A late-May nut count indicates his 2013 crop is likely to be average in size for an off-year crop. Average is about 1,400 pounds per acre. “We’re not expecting anything out of the ordinary,” he says.

That’s in marked contrast to last year when yields of nearly 3,200 pounds per acre topped the ranch’s previous best on-year crop by a long shot. “We've seen a steady increase in our yields over the past decade, but last year really stood out”, Daviet notes. His previous on-year crop produced 2,500 pounds per acre.

“I wish I could explain last year’s yields,” he says. “I could point to at least 10 things we do differently now. But it’s hard to say exactly what accounted for last year’s record production, other than that we’re always working to improve production.”

The oldest pecan trees on the ranch were planted by his grandmother in 1965. The youngest trees are almost 40 years old. About 80 percent are Western Schley. The rest are divided equally between Barton and Bradley. All are planted on 40-by-40 foot spacing.
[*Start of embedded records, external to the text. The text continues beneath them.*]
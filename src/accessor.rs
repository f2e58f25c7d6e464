// (c) Copyright 2026 The changeset authors. All rights reserved.
/// Read-only views a buffer exposes by name.
#[derive(Debug, Clone, Copy, PartialEq, Eq)]
pub(crate) enum Accessor {
    Change,
    Changes,
    Error,
    Errors,
    Data,
    PendingData,
    IsValid,
    IsInvalid,
    IsDirty,
    IsPristine,
    IsValidating,
}

const NAMES: [(&str, Accessor); 11] = [
    ("change", Accessor::Change),
    ("changes", Accessor::Changes),
    ("error", Accessor::Error),
    ("errors", Accessor::Errors),
    ("data", Accessor::Data),
    ("pendingData", Accessor::PendingData),
    ("isValid", Accessor::IsValid),
    ("isInvalid", Accessor::IsInvalid),
    ("isDirty", Accessor::IsDirty),
    ("isPristine", Accessor::IsPristine),
    ("isValidating", Accessor::IsValidating),
];

impl Accessor {
    pub(crate) fn parse(key: &str) -> Option<Accessor> {
        NAMES
            .iter()
            .find(|(name, _)| *name == key)
            .map(|(_, accessor)| *accessor)
    }
}

#[cfg(test)]
mod tests {
    use super::*;

    #[test]
    fn names_are_exact() {
        assert_eq!(Accessor::parse("isValid"), Some(Accessor::IsValid));
        assert_eq!(Accessor::parse("pendingData"), Some(Accessor::PendingData));
        assert_eq!(Accessor::parse("isvalid"), None);
        assert_eq!(Accessor::parse("changes.name"), None);
    }
}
Following unseasonably cool weather early this year, Daviet’s trees began leafing out April 10. The crop has remained about a week to 10 days behind the usual pace of maturity through May. However, above normal temperatures during the last half of May could allow the crop to catch up, he notes.

His orchards appear to have escaped the worst of the sub-freezing temperatures during bloom that devastated crop prospects this year for other New Mexico pecan growers.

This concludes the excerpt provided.